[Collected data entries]

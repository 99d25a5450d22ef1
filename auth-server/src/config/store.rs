use confique::Config;
use serde::Deserialize;

/// Specifies which store implementation keeps codes and tokens
#[derive(Debug, Deserialize, Clone, PartialEq, Default)]
#[serde(rename_all = "kebab-case")]
pub enum StoreKind {
    #[default]
    InMemory,
    Redis,
}

/// Configuration for the code and token store
#[derive(Debug, Config, Clone)]
pub struct StoreConfig {
    /// Store type: "in-memory" (default) or "redis"
    #[config(env = "AUTH_STORE_KIND", default = "in-memory")]
    pub kind: StoreKind,

    /// In-memory store specific configuration
    #[config(nested)]
    pub memory: MemoryStoreConfig,

    /// Redis store specific configuration
    #[config(nested)]
    pub redis: RedisStoreConfig,
}

/// In-memory store configuration options
#[derive(Debug, Config, Clone)]
pub struct MemoryStoreConfig {
    /// Maximum capacity in MiB (default: 128 MiB)
    #[config(env = "AUTH_STORE_MEMORY_CAPACITY", default = 128)]
    pub capacity: usize,
}

/// Redis store configuration options
#[derive(Debug, Config, Clone)]
pub struct RedisStoreConfig {
    /// Redis connection string
    #[config(env = "AUTH_STORE_REDIS_URL", default = "")]
    pub url: String,
}

impl Default for RedisStoreConfig {
    fn default() -> Self {
        Self { url: String::new() }
    }
}
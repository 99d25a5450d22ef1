//! OAuth 2.0 authorization server endpoints
//!
//! ## Supported flows
//! - Authorization Code Grant (RFC 6749 Section 4.1)
//! - Token Revocation (RFC 7009)
//! - Token introspection for debugging (`/oauth/debug_token`)

pub mod authorize;
pub mod debug_token;
pub mod extract;
pub mod revoke;
pub mod token;

use crate::state::AppState;
use axum::routing::{get, post};
use axum::Router;

/// Creates OAuth 2.0 routes
pub(super) fn router() -> Router<AppState> {
    Router::new()
        .route(
            "/oauth/authorize",
            get(authorize::authorize_get_handler).post(authorize::authorize_post_handler),
        )
        .route("/oauth/token", post(token::token_handler))
        .route("/oauth/revoke", post(revoke::revoke_handler))
        .route("/oauth/debug_token", get(debug_token::debug_token_handler))
}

To do. Only a verbatim transcription of the lines from the one containing "Redis connection string" through the last line of the records counts as the answer.

Exercise result.
    /// Redis connection string
    #[config(env = "AUTH_STORE_REDIS_URL", default = "")]
    pub url: String,
}

impl Default for RedisStoreConfig {
    fn default() -> Self {
        Self { url: String::new() }
    }
}
repository 99d25a5450d22ef1
//! OAuth 2.0 authorization server endpoints
//!
//! ## Supported flows
//! - Authorization Code Grant (RFC 6749 Section 4.1)
//! - Token Revocation (RFC 7009)
//! - Token introspection for debugging (`/oauth/debug_token`)

pub mod authorize;
pub mod debug_token;
pub mod extract;
pub mod revoke;
pub mod token;

use crate::state::AppState;
use axum::routing::{get, post};
use axum::Router;

/// Creates OAuth 2.0 routes
pub(super) fn router() -> Router<AppState> {
    Router::new()
        .route(
            "/oauth/authorize",
            get(authorize::authorize_get_handler).post(authorize::authorize_post_handler),
        )
        .route("/oauth/token", post(token::token_handler))
        .route("/oauth/revoke", post(revoke::revoke_handler))
        .route("/oauth/debug_token", get(debug_token::debug_token_handler))
}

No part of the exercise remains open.